▸ **Work to complete**: From the listing below, copy out every line where the word "Result" appears.

-- Source data follows --

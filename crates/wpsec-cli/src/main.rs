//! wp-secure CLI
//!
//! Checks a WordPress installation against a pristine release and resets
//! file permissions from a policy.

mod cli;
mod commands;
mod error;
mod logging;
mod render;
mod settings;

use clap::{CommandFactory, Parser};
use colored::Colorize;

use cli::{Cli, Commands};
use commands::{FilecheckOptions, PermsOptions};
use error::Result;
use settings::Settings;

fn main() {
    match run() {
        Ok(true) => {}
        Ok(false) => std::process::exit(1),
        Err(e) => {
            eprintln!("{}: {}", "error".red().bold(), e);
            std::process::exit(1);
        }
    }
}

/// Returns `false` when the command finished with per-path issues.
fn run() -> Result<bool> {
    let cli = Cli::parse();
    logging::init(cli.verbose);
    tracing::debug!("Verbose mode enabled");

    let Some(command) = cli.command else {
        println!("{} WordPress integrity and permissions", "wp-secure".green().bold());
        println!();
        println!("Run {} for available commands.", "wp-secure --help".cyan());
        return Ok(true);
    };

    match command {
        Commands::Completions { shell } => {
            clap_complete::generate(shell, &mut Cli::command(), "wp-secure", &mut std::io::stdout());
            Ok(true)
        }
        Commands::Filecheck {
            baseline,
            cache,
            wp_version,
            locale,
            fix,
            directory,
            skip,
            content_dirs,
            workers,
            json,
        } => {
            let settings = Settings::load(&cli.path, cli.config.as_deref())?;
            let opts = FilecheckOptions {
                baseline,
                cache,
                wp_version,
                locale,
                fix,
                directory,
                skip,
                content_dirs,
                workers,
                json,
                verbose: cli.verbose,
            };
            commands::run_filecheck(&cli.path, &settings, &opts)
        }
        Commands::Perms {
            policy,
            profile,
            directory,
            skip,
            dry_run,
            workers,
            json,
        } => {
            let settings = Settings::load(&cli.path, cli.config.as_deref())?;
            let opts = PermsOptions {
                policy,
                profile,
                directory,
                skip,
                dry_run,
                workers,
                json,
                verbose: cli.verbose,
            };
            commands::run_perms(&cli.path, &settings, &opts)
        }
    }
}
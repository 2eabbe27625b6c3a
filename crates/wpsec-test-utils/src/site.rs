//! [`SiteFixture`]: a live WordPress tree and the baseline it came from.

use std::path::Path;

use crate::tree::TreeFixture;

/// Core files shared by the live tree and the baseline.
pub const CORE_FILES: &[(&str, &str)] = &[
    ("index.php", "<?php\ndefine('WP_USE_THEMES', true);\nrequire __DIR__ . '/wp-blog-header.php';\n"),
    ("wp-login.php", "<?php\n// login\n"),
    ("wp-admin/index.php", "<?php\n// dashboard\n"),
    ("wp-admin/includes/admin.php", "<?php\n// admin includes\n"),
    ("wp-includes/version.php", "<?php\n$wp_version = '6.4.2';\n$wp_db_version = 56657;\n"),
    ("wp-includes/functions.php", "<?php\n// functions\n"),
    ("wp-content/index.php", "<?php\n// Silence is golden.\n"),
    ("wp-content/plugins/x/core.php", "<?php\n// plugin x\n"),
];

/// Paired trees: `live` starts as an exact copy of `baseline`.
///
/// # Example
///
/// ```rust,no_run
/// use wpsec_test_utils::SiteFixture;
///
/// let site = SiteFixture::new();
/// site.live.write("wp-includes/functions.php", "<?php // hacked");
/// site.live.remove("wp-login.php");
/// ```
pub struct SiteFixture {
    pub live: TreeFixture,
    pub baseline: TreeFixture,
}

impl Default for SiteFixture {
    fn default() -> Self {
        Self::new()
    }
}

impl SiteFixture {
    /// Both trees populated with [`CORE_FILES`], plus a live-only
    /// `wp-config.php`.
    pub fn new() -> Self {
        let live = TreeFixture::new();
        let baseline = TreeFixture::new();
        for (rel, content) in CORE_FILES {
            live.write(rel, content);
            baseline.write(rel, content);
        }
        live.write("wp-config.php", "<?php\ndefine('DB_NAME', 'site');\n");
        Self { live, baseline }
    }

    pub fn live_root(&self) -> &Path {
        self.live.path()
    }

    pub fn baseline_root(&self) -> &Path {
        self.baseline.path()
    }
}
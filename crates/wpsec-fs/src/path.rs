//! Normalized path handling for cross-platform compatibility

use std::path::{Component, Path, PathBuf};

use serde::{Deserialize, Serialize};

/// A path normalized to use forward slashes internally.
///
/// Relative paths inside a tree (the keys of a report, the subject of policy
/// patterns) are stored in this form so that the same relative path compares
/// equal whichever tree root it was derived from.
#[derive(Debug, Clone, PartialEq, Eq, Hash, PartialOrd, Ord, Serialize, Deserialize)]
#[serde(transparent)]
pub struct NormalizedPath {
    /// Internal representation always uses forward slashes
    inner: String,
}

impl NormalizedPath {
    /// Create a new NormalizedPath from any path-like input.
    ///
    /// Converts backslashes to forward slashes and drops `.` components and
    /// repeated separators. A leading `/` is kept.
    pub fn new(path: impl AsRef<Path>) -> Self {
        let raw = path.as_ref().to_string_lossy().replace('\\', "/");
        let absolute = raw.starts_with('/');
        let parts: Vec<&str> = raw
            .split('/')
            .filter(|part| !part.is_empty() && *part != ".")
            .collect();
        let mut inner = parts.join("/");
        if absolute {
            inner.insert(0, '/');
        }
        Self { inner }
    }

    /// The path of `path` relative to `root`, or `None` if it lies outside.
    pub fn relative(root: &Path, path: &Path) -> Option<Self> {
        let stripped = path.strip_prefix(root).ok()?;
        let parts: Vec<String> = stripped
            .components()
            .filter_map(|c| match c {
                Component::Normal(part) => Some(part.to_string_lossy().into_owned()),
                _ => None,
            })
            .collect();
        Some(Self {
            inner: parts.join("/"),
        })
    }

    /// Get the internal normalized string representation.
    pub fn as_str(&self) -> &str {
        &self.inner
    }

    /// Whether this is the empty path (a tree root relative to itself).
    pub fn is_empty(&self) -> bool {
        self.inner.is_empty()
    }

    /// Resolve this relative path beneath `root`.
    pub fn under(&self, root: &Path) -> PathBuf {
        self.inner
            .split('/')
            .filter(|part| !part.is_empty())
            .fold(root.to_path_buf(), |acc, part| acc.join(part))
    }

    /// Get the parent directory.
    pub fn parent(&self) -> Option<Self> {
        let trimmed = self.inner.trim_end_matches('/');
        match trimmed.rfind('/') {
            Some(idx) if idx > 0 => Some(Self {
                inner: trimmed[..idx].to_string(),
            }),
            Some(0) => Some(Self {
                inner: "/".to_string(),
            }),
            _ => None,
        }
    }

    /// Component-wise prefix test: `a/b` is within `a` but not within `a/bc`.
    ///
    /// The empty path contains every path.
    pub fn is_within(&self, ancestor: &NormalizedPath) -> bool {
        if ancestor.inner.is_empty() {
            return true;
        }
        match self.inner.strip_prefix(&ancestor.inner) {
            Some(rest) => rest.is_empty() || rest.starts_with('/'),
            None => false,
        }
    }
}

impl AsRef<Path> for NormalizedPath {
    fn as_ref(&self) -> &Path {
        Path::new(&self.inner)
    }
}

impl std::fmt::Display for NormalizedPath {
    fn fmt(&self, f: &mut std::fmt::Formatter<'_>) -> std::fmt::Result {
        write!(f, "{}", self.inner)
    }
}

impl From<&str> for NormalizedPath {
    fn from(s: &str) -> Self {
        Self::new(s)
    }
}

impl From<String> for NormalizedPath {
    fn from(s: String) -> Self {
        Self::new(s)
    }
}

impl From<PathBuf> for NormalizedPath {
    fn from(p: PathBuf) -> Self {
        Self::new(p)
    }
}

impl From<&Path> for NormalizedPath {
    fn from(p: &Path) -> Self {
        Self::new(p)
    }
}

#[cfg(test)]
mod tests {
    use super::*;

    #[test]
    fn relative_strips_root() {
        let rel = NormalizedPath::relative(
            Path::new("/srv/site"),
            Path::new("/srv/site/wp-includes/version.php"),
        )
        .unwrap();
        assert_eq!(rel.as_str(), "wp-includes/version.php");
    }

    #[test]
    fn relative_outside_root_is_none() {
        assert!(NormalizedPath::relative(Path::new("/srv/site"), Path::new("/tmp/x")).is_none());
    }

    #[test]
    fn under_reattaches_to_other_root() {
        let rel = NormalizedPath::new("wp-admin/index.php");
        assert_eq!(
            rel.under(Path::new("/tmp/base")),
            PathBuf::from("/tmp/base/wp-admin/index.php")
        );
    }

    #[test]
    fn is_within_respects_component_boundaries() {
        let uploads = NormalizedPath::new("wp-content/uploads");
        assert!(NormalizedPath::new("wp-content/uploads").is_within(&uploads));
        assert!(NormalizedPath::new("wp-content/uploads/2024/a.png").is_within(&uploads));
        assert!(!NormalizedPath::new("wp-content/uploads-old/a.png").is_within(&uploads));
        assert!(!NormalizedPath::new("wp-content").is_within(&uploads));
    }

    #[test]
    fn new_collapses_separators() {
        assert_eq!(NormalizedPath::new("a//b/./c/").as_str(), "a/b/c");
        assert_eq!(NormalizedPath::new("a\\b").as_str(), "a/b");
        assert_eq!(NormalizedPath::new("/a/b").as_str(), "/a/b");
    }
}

-- Source data concluded --

▸ **Written solution**:
use error::Result;
fn run() -> Result<bool> {
    fn fmt(&self, f: &mut std::fmt::Formatter<'_>) -> std::fmt::Result {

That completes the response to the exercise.